- [Provided information]:
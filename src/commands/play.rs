//! Interactive game loop
//!
//! Reads one guess per line, scores it through the Session and draws the
//! result, until the game reaches a terminal state or input runs out.

use crate::core::{Session, SessionState};
use crate::output::Renderer;
use crate::wordlists::WordSource;
use std::io::{self, BufRead};
use tracing::{info, warn};

/// Play one game to completion
///
/// Returns the final state. `InProgress` means input ended before the game did.
///
/// # Errors
///
/// Returns an error if the renderer fails to write. Input read failures are
/// not errors: they count as an empty guess.
pub fn run_game<S, I, R>(
    session: &mut Session<'_, S>,
    mut input: I,
    renderer: &mut R,
) -> io::Result<SessionState>
where
    S: WordSource + ?Sized,
    I: BufRead,
    R: Renderer,
{
    renderer.banner()?;
    if session.config().reveal_secret_on_start {
        renderer.reveal_secret(session.secret())?;
    }
    renderer.board(&session.board())?;

    while !session.state().is_terminal() {
        renderer.prompt()?;

        let Some(line) = read_guess(&mut input) else {
            info!(
                attempts = session.attempts_used(),
                "input closed before the game ended"
            );
            break;
        };

        match session.submit(&line) {
            Ok(turn) => renderer.scored(&turn.score)?,
            // Mulligan: nothing changed, ask again
            Err(err) => renderer.rejected(&err)?,
        }
    }

    renderer.finished(session.state(), session.secret())?;
    Ok(session.state())
}

/// Next line of input, `None` at end of input
fn read_guess(input: &mut impl BufRead) -> Option<String> {
    let mut line = String::new();
    match input.read_line(&mut line) {
        Ok(0) => None,
        Ok(_) => Some(line),
        Err(e) => {
            warn!(error = %e, "failed to read guess");
            Some(String::new())
        }
    }
}

#[cfg(test)]
mod tests {
    use super::*;
    use crate::config::GameConfig;
    use crate::output::TerminalRenderer;
    use crate::wordlists::WordList;
    use std::io::{Cursor, Read};

    /// Reader that fails a fixed number of times, then reports end of input
    struct FlakyInput {
        failures_left: usize,
    }

    impl Read for FlakyInput {
        fn read(&mut self, buf: &mut [u8]) -> io::Result<usize> {
            let available = self.fill_buf()?.len();
            let n = available.min(buf.len());
            self.consume(n);
            Ok(n)
        }
    }

    impl BufRead for FlakyInput {
        fn fill_buf(&mut self) -> io::Result<&[u8]> {
            if self.failures_left > 0 {
                self.failures_left -= 1;
                return Err(io::Error::other("terminal went away"));
            }
            Ok(&[])
        }

        fn consume(&mut self, _amt: usize) {}
    }

    fn play(secret: &str, config: GameConfig, input: &str) -> (SessionState, usize, String) {
        colored::control::set_override(false);

        let words = WordList::new(["crane", "slate", "irate", "audio", "llama", "allow"]);
        let mut session = Session::new(secret, config, &words).unwrap();
        let mut renderer = TerminalRenderer::new(Vec::new());

        let state = run_game(&mut session, Cursor::new(input), &mut renderer).unwrap();
        let output = String::from_utf8(renderer.into_inner()).unwrap();
        (state, session.attempts_used(), output)
    }

    #[test]
    fn solved_game_transcript() {
        let (state, attempts, output) = play("crane", GameConfig::default(), "slate\ncrane\n");

        assert_eq!(state, SessionState::Solved { guesses: 2 });
        assert_eq!(attempts, 2);
        assert_eq!(
            output,
            "Wordie...\n\
             _ _ _ _ _\n\
             >  s  l  a  t  e \n\
             >  c  r  a  n  e \n\
             SOLVED!\n\
             Solved in 2 guesses\n"
        );
    }

    #[test]
    fn mulligans_do_not_count() {
        let (state, attempts, output) = play(
            "crane",
            GameConfig::default(),
            "cr\nzzzzz\nCRANE\n",
        );

        assert_eq!(state, SessionState::Solved { guesses: 1 });
        assert_eq!(attempts, 1);
        assert!(output.contains("error: bad length: 2, use length: 5"));
        assert!(output.contains("error: guess not found in dictionary: zzzzz"));
    }

    #[test]
    fn exhausted_game_reveals_secret() {
        let input = "slate\nirate\naudio\nllama\nallow\ncrane\n";
        let (state, attempts, output) = play("crane", GameConfig::default(), input);

        assert_eq!(state, SessionState::Exhausted);
        assert_eq!(attempts, 5);
        assert!(output.ends_with("GAME OVER. The wordie was: crane\n"));
        // The sixth line is never read as a guess
        assert!(!output.contains("SOLVED!"));
    }

    #[test]
    fn solved_in_three_gets_quip() {
        let (_, _, output) = play("crane", GameConfig::default(), "slate\nirate\ncrane\n");
        assert!(output.contains("SOLVED!\nGET OUTTA HERE FOURS!\n"));
    }

    #[test]
    fn debug_mode_shows_secret_and_accepts_any_word() {
        let (state, attempts, output) = play("crane", GameConfig::debug(), "qqqqq\n");

        assert!(output.starts_with("Wordie...\nDEBUG enabled, solution is: crane\n"));
        assert_eq!(state, SessionState::InProgress);
        assert_eq!(attempts, 1);
    }

    #[test]
    fn input_closed_leaves_game_in_progress() {
        let (state, attempts, output) = play("crane", GameConfig::default(), "slate\n");

        assert_eq!(state, SessionState::InProgress);
        assert_eq!(attempts, 1);
        assert!(!output.contains("GAME OVER"));
    }

    #[test]
    fn read_failures_count_as_empty_guesses() {
        colored::control::set_override(false);

        let words = WordList::new(["crane"]);
        let mut session = Session::new("crane", GameConfig::default(), &words).unwrap();
        let mut renderer = TerminalRenderer::new(Vec::new());

        let state = run_game(
            &mut session,
            FlakyInput { failures_left: 3 },
            &mut renderer,
        )
        .unwrap();
        let output = String::from_utf8(renderer.into_inner()).unwrap();

        assert_eq!(state, SessionState::InProgress);
        assert_eq!(session.attempts_used(), 0);
        assert_eq!(
            output.matches("> error: bad length: 0, use length: 5\n").count(),
            3
        );
    }
}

- [Instructions to follow]: Return exactly, and only, the lines above starting at the line that contains "use crate::wordlists::WordList;" and ending at the line that contains "impl Read for".

- [Answer space]:
    use crate::wordlists::WordList;
    use std::io::{Cursor, Read};

    /// Reader that fails a fixed number of times, then reports end of input
    struct FlakyInput {
        failures_left: usize,
    }

    impl Read for FlakyInput {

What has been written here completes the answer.